As kids you don’t realize that fear can carry on as an adult. I want people to feel like they have a voice and they need to use it.
Jon Escueta, Owner City Cuts Barbershop as told to NOW THIS NEWS.
A smart marketing ploy? Undoubtedly. But also a terrific business partnership to develop with local schools. Escueta says he serves roughly 500 kids in his community.
As an M.A. reading specialist, I have served in elementary, middle school, high school, and community college settings. Getting kids and adults to put down their phones and video controllers and to pick up a book is a challenge at any age. I’ve helped implement both schoolwide and classroom-based reading incentive programs. While we all want the extrinsic rewards to be replaced with the intrinsic motivation to enjoy and learn from reading, raw behaviorism does have its place. A few guidelines I’ve found to be helpful follow:
Reading incentives should be connected to literacy. Avoid such crazy ideas such as “If students in the school read 30,000 pages, the principal will spend the night in a tent on top of the multi-purpose room.”
- Keep reading incentives fresh. Vary the incentives and don’t keep them going on too long.
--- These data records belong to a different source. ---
//! Archival memory: embedded turns searchable by similarity.

use std::sync::atomic::{AtomicU64, Ordering};
use std::sync::Arc;

use async_trait::async_trait;
use serde_json::json;
use tiermem_core::{Document, Embedder, Message};

use super::Memory;
use crate::vectorstore::{SearchOptions, VectorStore};
use crate::{MemoryError, MemoryResult};

/// Result count used when `search` is called with `k == 0`
pub const DEFAULT_ARCHIVAL_K: usize = 10;

/// Process-wide document sequence. Never reset, never persisted.
static ARCHIVAL_SEQUENCE: AtomicU64 = AtomicU64::new(0);

/// Reserve `count` consecutive sequence numbers and return the first.
fn reserve_ids(count: usize) -> u64 {
    ARCHIVAL_SEQUENCE.fetch_add(count as u64, Ordering::SeqCst) + 1
}

/// Long-term memory backed by a [`VectorStore`] and an [`Embedder`].
///
/// Each non-empty message of a saved turn becomes a document with id
/// `archival-<n>` and `role` metadata.
pub struct ArchivalMemory {
    store: Arc<dyn VectorStore>,
    embedder: Arc<dyn Embedder>,
}

impl ArchivalMemory {
    pub fn new(store: Arc<dyn VectorStore>, embedder: Arc<dyn Embedder>) -> Self {
        Self { store, embedder }
    }

    pub fn store(&self) -> &Arc<dyn VectorStore> {
        &self.store
    }

    pub fn embedder(&self) -> &Arc<dyn Embedder> {
        &self.embedder
    }
}

#[async_trait]
impl Memory for ArchivalMemory {
    async fn save(&self, input: &Message, output: &Message) -> MemoryResult<()> {
        let entries: Vec<(String, &Message)> = [input, output]
            .into_iter()
            .map(|m| (m.text(), m))
            .filter(|(text, _)| !text.is_empty())
            .collect();

        if entries.is_empty() {
            return Ok(());
        }

        let first = reserve_ids(entries.len());
        let (texts, docs): (Vec<String>, Vec<Document>) = entries
            .into_iter()
            .zip(first..)
            .map(|((text, message), seq)| {
                let doc = Document::new(format!("archival-{seq}"), text.clone())
                    .with_metadata("role", json!(message.role.as_str()));
                (text, doc)
            })
            .unzip();

        let embeddings = self
            .embedder
            .embed(&texts)
            .await
            .map_err(|e| MemoryError::dependency("memory/archival: embed", e))?;

        self.store
            .add(&docs, &embeddings)
            .await
            .map_err(|e| MemoryError::dependency("memory/archival: add", e))?;

        tracing::debug!(documents = docs.len(), first_id = %docs[0].id, "archived turn");
        Ok(())
    }

    async fn load(&self, _query: &str) -> MemoryResult<Vec<Message>> {
        Ok(Vec::new())
    }

    async fn search(&self, query: &str, k: usize) -> MemoryResult<Vec<Document>> {
        let k = if k == 0 { DEFAULT_ARCHIVAL_K } else { k };
        let vector = self
            .embedder
            .embed_single(query)
            .await
            .map_err(|e| MemoryError::dependency("memory/archival: embed", e))?;
        self.store.search(&vector, k, SearchOptions::default()).await
    }

    /// Vector store entries are left in place.
    async fn clear(&self) -> MemoryResult<()> {
        Ok(())
    }
}

#[cfg(test)]
mod tests {
    use super::*;
    use crate::test_support::{MockEmbedder, MockVectorStore};
    use crate::vectorstore::InMemoryVectorStore;
    use tiermem_core::{ContentPart, HashEmbedder, Role};

    fn seq_of(id: &str) -> u64 {
        id.strip_prefix("archival-").unwrap().parse().unwrap()
    }

    #[tokio::test]
    async fn test_save_stores_two_consecutive_documents() {
        let store = Arc::new(MockVectorStore::new());
        let archival = ArchivalMemory::new(store.clone(), Arc::new(MockEmbedder::new(4)));

        archival
            .save(&Message::human("what is rust"), &Message::ai("a language"))
            .await
            .unwrap();

        let docs = store.documents();
        assert_eq!(docs.len(), 2);
        assert_eq!(seq_of(&docs[1].id), seq_of(&docs[0].id) + 1);
        assert_eq!(docs[0].content, "what is rust");
        assert_eq!(docs[0].metadata["role"], "human");
        assert_eq!(docs[1].metadata["role"], "ai");
        assert_eq!(store.add_calls(), 1);
    }

    #[tokio::test]
    async fn test_empty_text_is_skipped() {
        let store = Arc::new(MockVectorStore::new());
        let embedder = Arc::new(MockEmbedder::new(4));
        let archival = ArchivalMemory::new(store.clone(), embedder.clone());

        let image_only = Message::new(
            Role::Human,
            vec![ContentPart::Image {
                url: "https://example.com/a.png".into(),
                mime_type: None,
            }],
        );
        archival.save(&image_only, &Message::ai("nice picture")).await.unwrap();
        let docs = store.documents();
        assert_eq!(docs.len(), 1);
        assert_eq!(docs[0].metadata["role"], "ai");

        archival.save(&Message::human(""), &Message::ai("")).await.unwrap();
        assert_eq!(store.add_calls(), 1);
        assert_eq!(embedder.embed_calls(), 1);
    }

    #[tokio::test]
    async fn test_embed_failure_adds_nothing() {
        let store = Arc::new(MockVectorStore::new());
        let embedder = Arc::new(MockEmbedder::new(4));
        embedder.fail_with(tiermem_core::Error::embedding("quota exceeded"));
        let archival = ArchivalMemory::new(store.clone(), embedder);

        let err = archival
            .save(&Message::human("a"), &Message::ai("b"))
            .await
            .unwrap_err();
        assert!(err.to_string().starts_with("memory/archival: embed: "));
        assert!(matches!(err.root_cause(), MemoryError::Core(e) if e.is_embedding()));
        assert_eq!(store.add_calls(), 0);
    }

    #[tokio::test]
    async fn test_add_failure_is_wrapped() {
        let store = Arc::new(MockVectorStore::new());
        store.fail_add(MemoryError::backend("disk full"));
        let archival = ArchivalMemory::new(store, Arc::new(MockEmbedder::new(4)));

        let err = archival
            .save(&Message::human("a"), &Message::ai("b"))
            .await
            .unwrap_err();
        assert_eq!(err.to_string(), "memory/archival: add: backend error: disk full");
        assert!(matches!(err.root_cause(), MemoryError::Backend { .. }));
    }

    #[tokio::test]
    async fn test_search_defaults_k() {
        let store = Arc::new(MockVectorStore::new());
        let archival = ArchivalMemory::new(store.clone(), Arc::new(MockEmbedder::new(4)));

        archival.search("anything", 0).await.unwrap();
        assert_eq!(store.last_search_k(), Some(DEFAULT_ARCHIVAL_K));

        archival.search("anything", 3).await.unwrap();
        assert_eq!(store.last_search_k(), Some(3));
    }

    #[tokio::test]
    async fn test_search_embeds_query_individually() {
        let store = Arc::new(MockVectorStore::new());
        let embedder = Arc::new(MockEmbedder::new(4));
        let archival = ArchivalMemory::new(store.clone(), embedder.clone());

        archival.search("what did I say", 2).await.unwrap();
        assert_eq!(embedder.embed_single_calls(), 1);
        assert_eq!(embedder.embed_calls(), 0);

        archival
            .save(&Message::human("a"), &Message::ai("b"))
            .await
            .unwrap();
        assert_eq!(embedder.embed_single_calls(), 1);
        assert_eq!(embedder.embed_calls(), 1);
    }

    #[tokio::test]
    async fn test_search_embed_failure_skips_store() {
        let store = Arc::new(MockVectorStore::new());
        let embedder = Arc::new(MockEmbedder::new(4));
        embedder.fail_with(tiermem_core::Error::embedding("model offline"));
        let archival = ArchivalMemory::new(store.clone(), embedder);

        let err = archival.search("anything", 5).await.unwrap_err();
        assert_eq!(
            err.to_string(),
            "memory/archival: embed: embedding error: model offline"
        );
        assert!(matches!(err.root_cause(), MemoryError::Core(e) if e.is_embedding()));
        assert_eq!(store.last_search_k(), None);
    }

    #[tokio::test(flavor = "multi_thread", worker_threads = 4)]
    async fn test_concurrent_saves_get_consecutive_ids() {
        let store = Arc::new(MockVectorStore::new());
        let archival = Arc::new(ArchivalMemory::new(
            store.clone(),
            Arc::new(MockEmbedder::new(4)),
        ));

        let handles: Vec<_> = (0..32)
            .map(|i| {
                let archival = archival.clone();
                tokio::spawn(async move {
                    archival
                        .save(
                            &Message::human(format!("question {i}")),
                            &Message::ai(format!("answer {i}")),
                        )
                        .await
                })
            })
            .collect();
        for handle in handles {
            handle.await.unwrap().unwrap();
        }

        let docs = store.documents();
        assert_eq!(docs.len(), 64);

        let mut seen = std::collections::HashSet::new();
        for i in 0..32 {
            let question = docs
                .iter()
                .find(|d| d.content == format!("question {i}"))
                .unwrap();
            let answer = docs
                .iter()
                .find(|d| d.content == format!("answer {i}"))
                .unwrap();
            assert_eq!(seq_of(&answer.id), seq_of(&question.id) + 1);
            assert!(seen.insert(question.id.clone()));
            assert!(seen.insert(answer.id.clone()));
        }
    }

    #[tokio::test]
    async fn test_search_finds_saved_turn() {
        let archival = ArchivalMemory::new(
            Arc::new(InMemoryVectorStore::new()),
            Arc::new(HashEmbedder::new(256)),
        );
        archival
            .save(
                &Message::human("my favourite colour is teal"),
                &Message::ai("teal noted"),
            )
            .await
            .unwrap();
        archival
            .save(
                &Message::human("schedule dentist appointment"),
                &Message::ai("booked for friday"),
            )
            .await
            .unwrap();

        let hits = archival.search("favourite colour", 1).await.unwrap();
        assert_eq!(hits.len(), 1);
        assert_eq!(hits[0].content, "my favourite colour is teal");
        assert!(hits[0].score > 0.0);
    }

    #[tokio::test]
    async fn test_load_and_clear_are_inert() {
        let store = Arc::new(InMemoryVectorStore::new());
        let archival = ArchivalMemory::new(store.clone(), Arc::new(HashEmbedder::default()));
        archival
            .save(&Message::human("keep me"), &Message::ai("kept"))
            .await
            .unwrap();

        assert!(archival.load("keep").await.unwrap().is_empty());
        archival.clear().await.unwrap();
        assert_eq!(store.len().await, 2);
    }
}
- Kids do like competitions. Class v. class, grade v. grade, school v. school
- Establish business partnerships, such as the barbershop idea above.
- Get parents on board, reading along with their children.
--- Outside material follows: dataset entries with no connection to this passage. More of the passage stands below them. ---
//! Message store database migrations
//!
//! SQL migrations are embedded as strings and executed when a store opens.

use rusqlite::Connection;

use crate::MemoryResult;

/// Message tables SQL (001)
pub const MESSAGE_TABLES_SQL: &str = include_str!("001_message_tables.sql");

/// Run all message store migrations
pub fn run_migrations(conn: &Connection) -> MemoryResult<()> {
    conn.execute_batch(MESSAGE_TABLES_SQL)?;
    Ok(())
}
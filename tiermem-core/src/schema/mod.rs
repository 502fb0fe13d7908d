//! Message and document schema shared by every memory tier.

mod document;
mod message;

pub use document::Document;
pub use message::{ContentPart, Message, Role};
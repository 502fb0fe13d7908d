//! Local model embeddings via `fastembed` (all-MiniLM-L6-v2).

use std::sync::Arc;

use async_trait::async_trait;
use tokio::sync::RwLock;

use super::Embedder;
use crate::{Error, Result};

/// Embedding dimensions for all-MiniLM-L6-v2
pub const FASTEMBED_DIMENSIONS: usize = 384;

/// Embedder running a local ONNX model. The model loads on first use.
#[derive(Clone, Default)]
pub struct FastEmbedder {
    model: Arc<RwLock<Option<fastembed::TextEmbedding>>>,
}

impl FastEmbedder {
    pub fn new() -> Self {
        Self::default()
    }

    async fn ensure_model(&self) -> Result<()> {
        use fastembed::{EmbeddingModel, InitOptions, TextEmbedding};

        if self.model.read().await.is_some() {
            return Ok(());
        }

        let mut guard = self.model.write().await;
        if guard.is_some() {
            return Ok(());
        }

        tracing::info!("Loading embedding model: all-MiniLM-L6-v2");
        let start = std::time::Instant::now();

        let mut options = InitOptions::default();
        options.model_name = EmbeddingModel::AllMiniLML6V2;
        options.show_download_progress = false;

        let model = TextEmbedding::try_new(options)
            .map_err(|e| Error::embedding(format!("failed to load embedding model: {e}")))?;

        tracing::info!("Embedding model loaded in {:?}", start.elapsed());
        *guard = Some(model);
        Ok(())
    }

    /// Whether the model has been loaded yet
    pub async fn is_loaded(&self) -> bool {
        self.model.read().await.is_some()
    }
}

#[async_trait]
impl Embedder for FastEmbedder {
    async fn embed(&self, texts: &[String]) -> Result<Vec<Vec<f32>>> {
        if texts.is_empty() {
            return Ok(Vec::new());
        }

        self.ensure_model().await?;

        let guard = self.model.read().await;
        let model = guard
            .as_ref()
            .ok_or_else(|| Error::embedding("embedding model not initialized"))?;

        let vectors = model
            .embed(texts.to_vec(), None)
            .map_err(|e| Error::embedding(format!("failed to generate embeddings: {e}")))?;

        if vectors.len() != texts.len() {
            return Err(Error::embedding(format!(
                "model returned {} embeddings for {} texts",
                vectors.len(),
                texts.len()
            )));
        }
        Ok(vectors)
    }

    fn dimensions(&self) -> usize {
        FASTEMBED_DIMENSIONS
    }
}
//! Tiered Memory
//!
//! MemGPT-style memory hierarchy behind a single [`Memory`] contract:
//!
//! - **Core** - two bounded text blocks (persona, human) always placed in context
//! - **Recall** - verbatim conversation log over a [`MessageStore`](crate::stores::MessageStore)
//! - **Archival** - embedded turns in a [`VectorStore`](crate::vectorstore::VectorStore),
//!   searchable by similarity
//! - **Composite** - fans each operation out to the configured tiers
//!
//! Any `Memory` can be wrapped with [`Hooks`] through [`with_hooks`] and
//! [`apply_middleware`].
//!
//! # Example
//!
//! ```rust
//! use std::sync::Arc;
//! use tiermem_core::Message;
//! use tiermem_sdk::memory::{CompositeMemory, CoreMemory, Memory, RecallMemory};
//! use tiermem_sdk::stores::InMemoryMessageStore;
//!
//! # async fn example() -> tiermem_sdk::MemoryResult<()> {
//! let core = Arc::new(CoreMemory::default());
//! core.set_persona("You are a patient tutor.")?;
//!
//! let memory = CompositeMemory::new()
//!     .with_core(core)
//!     .with_recall(Arc::new(RecallMemory::new(Arc::new(InMemoryMessageStore::new()))));
//!
//! memory.save(&Message::human("hi"), &Message::ai("hello")).await?;
//! let context = memory.load("").await?;
//! assert_eq!(context.len(), 3);
//! # Ok(())
//! # }
//! ```

mod archival;
mod composite;
mod core;
mod hooks;
mod middleware;
mod recall;

use async_trait::async_trait;
use tiermem_core::{Document, Message};

use crate::MemoryResult;

pub use self::core::CoreMemory;
pub use archival::{ArchivalMemory, DEFAULT_ARCHIVAL_K};
pub use composite::CompositeMemory;
pub use hooks::{compose_hooks, Hooks};
pub use middleware::{apply_middleware, with_hooks, HookedMemory, Middleware};
pub use recall::{RecallMemory, RECALL_LOAD_LIMIT};

/// Conversational memory contract implemented by every tier.
#[async_trait]
pub trait Memory: Send + Sync {
    /// Persist one conversational turn.
    async fn save(&self, input: &Message, output: &Message) -> MemoryResult<()>;

    /// Messages relevant to `query`. An empty query means "everything this tier
    /// contributes to context".
    async fn load(&self, query: &str) -> MemoryResult<Vec<Message>>;

    /// Up to `k` documents ranked by relevance to `query`.
    async fn search(&self, query: &str, k: usize) -> MemoryResult<Vec<Document>>;

    /// Reset this tier's contents.
    async fn clear(&self) -> MemoryResult<()>;
}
- The teachers need to read and share what they’ve been reading with their students.
- Providing time for kids to share about the books they’ve been reading is motivating.
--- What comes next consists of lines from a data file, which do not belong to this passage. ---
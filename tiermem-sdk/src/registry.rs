//! Provider Registry
//!
//! Name-keyed factories for memories and vector stores. Registries are plain
//! values owned by the caller; there is no global state.
//!
//! | registry                | duplicate name   | built-ins                       |
//! |-------------------------|------------------|---------------------------------|
//! | [`MemoryRegistry`]      | replaces         | `composite`, `core`, `recall`   |
//! | [`VectorStoreRegistry`] | rejected         | `inmemory`                      |
//!
//! # Example
//!
//! ```rust
//! use tiermem_sdk::config::ProviderConfig;
//! use tiermem_sdk::registry::MemoryRegistry;
//!
//! # fn example() -> tiermem_sdk::MemoryResult<()> {
//! let registry = MemoryRegistry::with_builtins();
//! let memory = registry.create("composite", &ProviderConfig::new("composite"))?;
//! # Ok(())
//! # }
//! ```

use std::collections::HashMap;
use std::sync::Arc;

use parking_lot::RwLock;

use crate::config::{CoreConfig, ProviderConfig};
use crate::memory::{CompositeMemory, CoreMemory, Memory, RecallMemory};
use crate::stores::InMemoryMessageStore;
use crate::vectorstore::{InMemoryVectorStore, VectorStore};
use crate::{MemoryError, MemoryResult};

/// Builds a provider instance from its configuration.
pub type Factory<T> = Arc<dyn Fn(&ProviderConfig) -> MemoryResult<Arc<T>> + Send + Sync>;

/// What `register` does when the name is already taken.
#[derive(Debug, Clone, Copy, PartialEq, Eq)]
pub enum OnDuplicate {
    /// Last registration wins
    Replace,
    /// Fail with [`MemoryError::DuplicateProvider`]
    Reject,
}

/// Registry of provider factories producing `Arc<T>`.
pub struct Registry<T: ?Sized> {
    kind: &'static str,
    on_duplicate: OnDuplicate,
    factories: RwLock<HashMap<String, Factory<T>>>,
}

impl<T: ?Sized> Registry<T> {
    /// Empty registry. `kind` names the provider family in error messages.
    pub fn new(kind: &'static str, on_duplicate: OnDuplicate) -> Self {
        Self {
            kind,
            on_duplicate,
            factories: RwLock::new(HashMap::new()),
        }
    }

    /// Register a factory under `name`
    pub fn register<F>(&self, name: impl Into<String>, factory: F) -> MemoryResult<()>
    where
        F: Fn(&ProviderConfig) -> MemoryResult<Arc<T>> + Send + Sync + 'static,
    {
        let name = name.into();
        let mut factories = self.factories.write();

        if self.on_duplicate == OnDuplicate::Reject && factories.contains_key(&name) {
            return Err(MemoryError::duplicate_provider(self.kind, name));
        }

        tracing::debug!(kind = self.kind, provider = %name, "registered provider");
        factories.insert(name, Arc::new(factory));
        Ok(())
    }

    /// Build the provider registered under `name`
    pub fn create(&self, name: &str, config: &ProviderConfig) -> MemoryResult<Arc<T>> {
        // release the lock before running the factory
        let factory = self
            .factories
            .read()
            .get(name)
            .cloned()
            .ok_or_else(|| MemoryError::unknown_provider(self.kind, name))?;
        factory(config)
    }

    /// Build the provider named by `config.provider`
    pub fn from_config(&self, config: &ProviderConfig) -> MemoryResult<Arc<T>> {
        self.create(&config.provider, config)
    }

    pub fn contains(&self, name: &str) -> bool {
        self.factories.read().contains_key(name)
    }

    /// Registered names, sorted
    pub fn list(&self) -> Vec<String> {
        let mut names: Vec<String> = self.factories.read().keys().cloned().collect();
        names.sort();
        names
    }
}

// ─────────────────────────────────────────────────────────────────────────────
// Memory providers
// ─────────────────────────────────────────────────────────────────────────────

pub type MemoryRegistry = Registry<dyn Memory>;

impl Registry<dyn Memory> {
    /// Empty memory registry; duplicate registrations replace.
    pub fn memory() -> Self {
        Self::new("memory", OnDuplicate::Replace)
    }

    /// Memory registry with `composite`, `core` and `recall` registered.
    ///
    /// `composite` is a self-editable core tier plus recall over an in-memory
    /// log, with no archival tier. `composite` and `core` accept the
    /// [`CoreConfig`] keys as options.
    pub fn with_builtins() -> Self {
        let registry = Self::memory();
        {
            let mut factories = registry.factories.write();
            factories.insert("composite".into(), Arc::new(composite_factory));
            factories.insert("core".into(), Arc::new(core_factory));
            factories.insert("recall".into(), Arc::new(recall_factory));
        }
        registry
    }
}

fn build_core(config: &ProviderConfig) -> MemoryResult<CoreMemory> {
    let core = CoreConfig::from_provider(config)?;
    core.validate()?;
    CoreMemory::try_new(core)
}

fn in_memory_recall() -> RecallMemory {
    RecallMemory::new(Arc::new(InMemoryMessageStore::new()))
}

fn composite_factory(config: &ProviderConfig) -> MemoryResult<Arc<dyn Memory>> {
    let composite = CompositeMemory::new()
        .with_core(Arc::new(build_core(config)?))
        .with_recall(Arc::new(in_memory_recall()));
    Ok(Arc::new(composite))
}

fn core_factory(config: &ProviderConfig) -> MemoryResult<Arc<dyn Memory>> {
    Ok(Arc::new(build_core(config)?))
}

fn recall_factory(_config: &ProviderConfig) -> MemoryResult<Arc<dyn Memory>> {
    Ok(Arc::new(in_memory_recall()))
}

// ─────────────────────────────────────────────────────────────────────────────
// Vector store providers
// ─────────────────────────────────────────────────────────────────────────────

pub type VectorStoreRegistry = Registry<dyn VectorStore>;

impl Registry<dyn VectorStore> {
    /// Empty vector store registry; duplicate registrations are rejected.
    pub fn vector_store() -> Self {
        Self::new("vectorstore", OnDuplicate::Reject)
    }

    /// Vector store registry with `inmemory` registered.
    pub fn with_builtins() -> Self {
        let registry = Self::vector_store();
        registry
            .factories
            .write()
            .insert("inmemory".into(), Arc::new(in_memory_vector_store_factory));
        registry
    }
}

fn in_memory_vector_store_factory(_config: &ProviderConfig) -> MemoryResult<Arc<dyn VectorStore>> {
    Ok(Arc::new(InMemoryVectorStore::new()))
}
- Reading incentives can also become confused with reading accountability. I see them as separate programmatic and instructional issues.
Independent reading programs (check out this great collection of articles) need not include reading incentives; however, most teachers and parents would agree that an effective independent reading program does require a workable system of accountability. The downside of confusing incentive and accountability has been shared by parents, students, and teachers in the hundreds of comments I’ve received on my article, “The 18 Reasons Not to Use Accelerated Reader.” One comment regarding this confusion will suffice:
As an elementary school student, I loved AR. I still have my first ever AR t-shirt, and I remember my first ever AR book (Stone Soup). The program was used 100% as an incentive. There were no requirements, no class-wide rewards or “only the top ## of scorers get this prize” prizes. Everything was t-shirts, treasure chests, and pizza parties. No teacher pushed you to do AR, and you weren’t required to read at a specific level–the higher point values of books were incentive enough. Some of us took part in friendly rivalry, but there was no real pressure on the student to participate in the program or else let down their teachers/peers. I went back to work at the elementary school I attended for a few years, and that is still how the program works. Students read for fun and take the tests for fun. No requirements, no peer pressure.
However, when I went to middle school, AR became my worst enemy. The school implemented a program that required students to take the STAR test each year, then grouped you into classes with students who performed similarly on the STAR test. We were expected to sit and read something “on or above reading level” (12.9+ for me) in silence for 40 minutes. We were also expected to get a certain number of points each nine weeks, or we would fail the class. That’s right, the WHOLE CLASS was nothing but taking AR tests. I hated it, and learned to hate reading. I RAILED against it, protested it, wrote angry articles in the school paper, and was eventually granted (along with my fellow 12.9+ers) the opportunity to take an extra elective class–2 years later.
My experiences with AR were truly at the opposite ends of the spectrum, and that was entirely due to how the program was used/implemented.